Thomas, hired under a new state law, starts work Nov. 16, but in his first business meeting with his new bosses Wednesday he revealed his timeline and criteria for targeting schools.
The University of Virginia school improvement expert has laid his plans through this year, and to stay on track he needs to have schools picked “literally in the next week or so,” he told the Georgia Board of Education.
Thomas still lives in Cincinnati but is already at work culling schools from the list 0f the 104 worst performers. They have routinely gotten the lowest scores on Georgia’s school report card, the College and Career Ready Performance Index.
Thomas was hired under The First Priority Act, a bipartisan bill passed this year after the failure of a constitutional amendment a year ago that would have given the state unilateral authority to take over “chronically failing” schools. The new law requires a turnaround officer to work with school districts to improve schools among the bottom 5 percent. Schools that don’t improve can then be taken over.
Thomas can’t pick them all, though, at least not right now.
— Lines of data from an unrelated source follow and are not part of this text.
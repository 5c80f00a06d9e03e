//! # Hosted Checkout Redirect
//!
//! [`PaymentRedirect`] for providers that host their own checkout page.
//! The session reference is substituted into a URL template and the user is
//! sent there through the host's [`Navigator`].
//!
//! Use this when:
//! - The provider exposes a per-session checkout URL
//! - The host can open external URLs (browser, webview, terminal link)

use crate::config::ClientConfig;
use async_trait::async_trait;
use shop_core::{
    BoxedNavigator, PaymentRedirect, PaymentSession, Route, ShopError, ShopResult,
};
use tracing::{debug, instrument};

/// Placeholder replaced by the payment session ID
pub const SESSION_PLACEHOLDER: &str = "{session_id}";

/// Redirects to `template` with the session ID filled in
pub struct HostedCheckoutRedirect {
    template: String,
    navigator: BoxedNavigator,
}

impl HostedCheckoutRedirect {
    pub fn new(template: impl Into<String>, navigator: BoxedNavigator) -> Self {
        Self {
            template: template.into(),
            navigator,
        }
    }

    /// Use the configured checkout URL template
    pub fn from_config(config: &ClientConfig, navigator: BoxedNavigator) -> Self {
        Self::new(config.checkout_url_template.clone(), navigator)
    }

    /// Hosted checkout URL for `session`
    pub fn checkout_url(&self, session: &PaymentSession) -> ShopResult<String> {
        if session.id.trim().is_empty() {
            return Err(ShopError::Redirect("Payment session has no id".to_string()));
        }
        if !self.template.contains(SESSION_PLACEHOLDER) {
            return Err(ShopError::Redirect(format!(
                "Checkout URL template has no {} placeholder",
                SESSION_PLACEHOLDER
            )));
        }
        Ok(self.template.replace(SESSION_PLACEHOLDER, &session.id))
    }
}

#[async_trait]
impl PaymentRedirect for HostedCheckoutRedirect {
    #[instrument(skip(self, session), fields(session_id = %session.id))]
    async fn redirect_to_checkout(&self, session: &PaymentSession) -> ShopResult<()> {
        let url = self.checkout_url(session)?;
        debug!("Redirecting to hosted checkout: {}", url);
        self.navigator.navigate(Route::External(url));
        Ok(())
    }

    fn provider_name(&self) -> &'static str {
        "hosted_checkout"
    }
}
With a budget of maybe a couple million dollars, he will only be able to hire a handful of “coaches” to work with schools.
So one of his new bosses, school board member Barbara Hampton, asked how he will distill a list of the neediest schools: “I guess the $64,000 question is how do we decide?”
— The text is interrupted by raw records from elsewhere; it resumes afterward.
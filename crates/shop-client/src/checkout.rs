//! # Checkout Orchestrator
//!
//! Turns a purchase intent into a payment session on the backend, then hands
//! the session to the external payment provider.

use crate::cart::CartCountStore;
use crate::interceptor::SessionClient;
use shop_core::{
    ApiRequest, BoxedPaymentRedirect, CheckoutEndpoint, PaymentSession, PurchaseIntent, ShopError,
    ShopResult,
};
use tracing::{error, info, instrument};

/// Checkout flow: create payment session, refresh cart count, redirect.
///
/// The intent is trusted as given; callers check
/// [`PurchaseIntent::is_ready`] before asking for a checkout.
pub struct CheckoutOrchestrator {
    client: SessionClient,
    cart: CartCountStore,
    redirect: BoxedPaymentRedirect,
}

impl CheckoutOrchestrator {
    pub fn new(client: SessionClient, cart: CartCountStore, redirect: BoxedPaymentRedirect) -> Self {
        Self {
            client,
            cart,
            redirect,
        }
    }

    /// Run a checkout against `endpoint`.
    ///
    /// Backend rejections (inventory, shipping) come back unchanged for inline
    /// display and are not retried. A provider failure after the session was
    /// created is returned as [`ShopError::Redirect`].
    #[instrument(
        skip(self, endpoint, intent),
        fields(endpoint = endpoint.path(), items = intent.items().len(), provider = self.redirect.provider_name())
    )]
    pub async fn checkout(
        &self,
        endpoint: &CheckoutEndpoint,
        intent: &PurchaseIntent,
    ) -> ShopResult<PaymentSession> {
        let request = ApiRequest::post(endpoint.path()).with_json(intent)?;

        let session: PaymentSession = self.client.json(&request).await.map_err(|e| {
            error!("Failed to create payment session: {}", e);
            e
        })?;

        info!("Created payment session: id={}", session.id);

        // The backend has recorded an order; the cart may have changed
        self.cart.fetch_count().await;

        self.redirect
            .redirect_to_checkout(&session)
            .await
            .map_err(|e| {
                error!(session_id = %session.id, "Payment redirect failed: {}", e);
                match e {
                    ShopError::Redirect(_) => e,
                    other => ShopError::Redirect(other.to_string()),
                }
            })?;

        Ok(session)
    }
}

#[cfg(test)]
mod tests {
    use super::*;
    use crate::cart::CART_COUNT_PATH;
    use crate::testing::{failure, ok, ScriptedTransport};
    use async_trait::async_trait;
    use serde_json::json;
    use shop_core::{PaymentRedirect, ShippingInfo};
    use std::sync::{Arc, Mutex};

    #[derive(Default)]
    struct SpyRedirect {
        sessions: Mutex<Vec<PaymentSession>>,
        fail: bool,
    }

    #[async_trait]
    impl PaymentRedirect for SpyRedirect {
        async fn redirect_to_checkout(&self, session: &PaymentSession) -> ShopResult<()> {
            self.sessions.lock().unwrap().push(session.clone());
            if self.fail {
                return Err(ShopError::Network("provider unreachable".into()));
            }
            Ok(())
        }

        fn provider_name(&self) -> &'static str {
            "spy"
        }
    }

    fn orchestrator(
        transport: ScriptedTransport,
        redirect: Arc<SpyRedirect>,
    ) -> (Arc<ScriptedTransport>, CheckoutOrchestrator) {
        let transport = Arc::new(transport);
        let client = SessionClient::new(transport.clone());
        let cart = CartCountStore::new(client.clone());
        (transport, CheckoutOrchestrator::new(client, cart, redirect))
    }

    fn shipping() -> ShippingInfo {
        ShippingInfo::new("1 Main St", "Ontario", "Toronto")
    }

    #[tokio::test]
    async fn test_redirects_exactly_once() {
        let redirect = Arc::new(SpyRedirect::default());
        let (transport, checkout) = orchestrator(
            ScriptedTransport::new()
                .always("/payments/direct_checkout/", ok(json!({"id": "cs_test_42"})))
                .always(CART_COUNT_PATH, ok(json!({"count": 0}))),
            redirect.clone(),
        );
        let intent = PurchaseIntent::direct(12, 1, shipping());

        let session = checkout
            .checkout(&CheckoutEndpoint::Direct, &intent)
            .await
            .unwrap();

        assert_eq!(session.id, "cs_test_42");
        assert_eq!(*redirect.sessions.lock().unwrap(), vec![PaymentSession::new("cs_test_42")]);

        let posted = &transport.requests()[0];
        assert_eq!(posted.body, Some(serde_json::to_value(&intent).unwrap()));
        assert_eq!(transport.count(CART_COUNT_PATH), 1);
    }

    #[tokio::test]
    async fn test_backend_rejection_skips_redirect() {
        let redirect = Arc::new(SpyRedirect::default());
        let (transport, checkout) = orchestrator(
            ScriptedTransport::new().always(
                "/payments/cart_checkout/",
                Err(ShopError::from_status(400, json!({"detail": "Not enough inventory"}))),
            ),
            redirect.clone(),
        );

        let err = checkout
            .checkout(&CheckoutEndpoint::Cart, &PurchaseIntent::from_cart([3], shipping()))
            .await
            .unwrap_err();

        assert_eq!(err.user_message(), "Not enough inventory");
        assert!(redirect.sessions.lock().unwrap().is_empty());
        assert_eq!(transport.count("/payments/cart_checkout/"), 1);
    }

    #[tokio::test]
    async fn test_server_failure_is_not_retried() {
        let redirect = Arc::new(SpyRedirect::default());
        let (transport, checkout) = orchestrator(
            ScriptedTransport::new().always("/payments/cart_checkout/", failure(500)),
            redirect.clone(),
        );

        let err = checkout
            .checkout(&CheckoutEndpoint::Cart, &PurchaseIntent::from_cart([3], shipping()))
            .await
            .unwrap_err();

        assert!(matches!(err, ShopError::Server { status: 500, .. }));
        assert_eq!(transport.count("/payments/cart_checkout/"), 1);
    }

    #[tokio::test]
    async fn test_provider_failure_surfaces_as_redirect_error() {
        let redirect = Arc::new(SpyRedirect {
            fail: true,
            ..SpyRedirect::default()
        });
        let (_, checkout) = orchestrator(
            ScriptedTransport::new()
                .always("/payments/checkout/", ok(json!({"id": "cs_1"})))
                .always(CART_COUNT_PATH, ok(json!({"count": 0}))),
            redirect.clone(),
        );

        let err = checkout
            .checkout(
                &CheckoutEndpoint::Custom("/payments/checkout/".into()),
                &PurchaseIntent::direct(1, 1, shipping()),
            )
            .await
            .unwrap_err();

        assert!(matches!(err, ShopError::Redirect(ref msg) if msg.contains("provider unreachable")));
        assert_eq!(redirect.sessions.lock().unwrap().len(), 1);
    }

    #[tokio::test]
    async fn test_malformed_session_response() {
        let redirect = Arc::new(SpyRedirect::default());
        let (_, checkout) = orchestrator(
            ScriptedTransport::new().always("/payments/direct_checkout/", ok(json!({"url": "x"}))),
            redirect.clone(),
        );

        let err = checkout
            .checkout(&CheckoutEndpoint::Direct, &PurchaseIntent::direct(1, 1, shipping()))
            .await
            .unwrap_err();

        assert!(matches!(err, ShopError::Decode(_)));
        assert!(redirect.sessions.lock().unwrap().is_empty());
    }
}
Thomas had a ready answer: “leading indicators.”
The school report card is a trailing indicator because the scores are calculated and released months after a school year ends. (The Georgia Department of Education released the 2016-17 school year report card last week.) So Thomas will look for fresh information that connotes current performance.
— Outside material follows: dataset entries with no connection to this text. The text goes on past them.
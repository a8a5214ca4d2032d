pub mod client;
pub mod config;
pub mod context;
mod error;
pub mod provider;

#[cfg(test)]
mod test_support;

pub use client::{Client, EvaluationDetails};
pub use config::{Config, ConfigError, ProviderSettings};
pub use context::{ContextValue, EvaluationContext, FlattenedContext, TARGETING_KEY};
pub use error::Error;
pub use provider::{
    EnvProvider, EnvProviderBuilder, EnvSource, ErrorCode, FeatureProvider, FlagValue, Hook,
    MapEnv, Metadata, ParseValueError, ProcessEnv, Reason, ResolutionDetail, ResolutionError, DEFAULT_PREFIX,
    PROVIDER_NAME,
};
Student absenteeism, teacher turnover and incidence of discipline are a “huge indicator” of a school’s current learning environment, Thomas said.
Hampton suggested that Thomas ask districts if they want the state’s intervention, and Thomas said that’s what he plans with the first wave of schools.
School districts that aren’t on the first intervention list might find that comforting, but the list will grow eventually, possibly to include districts that don’t want state help.
“The last thing that we want at this point in time is a fight,” Thomas said, adding, “We may have some later.”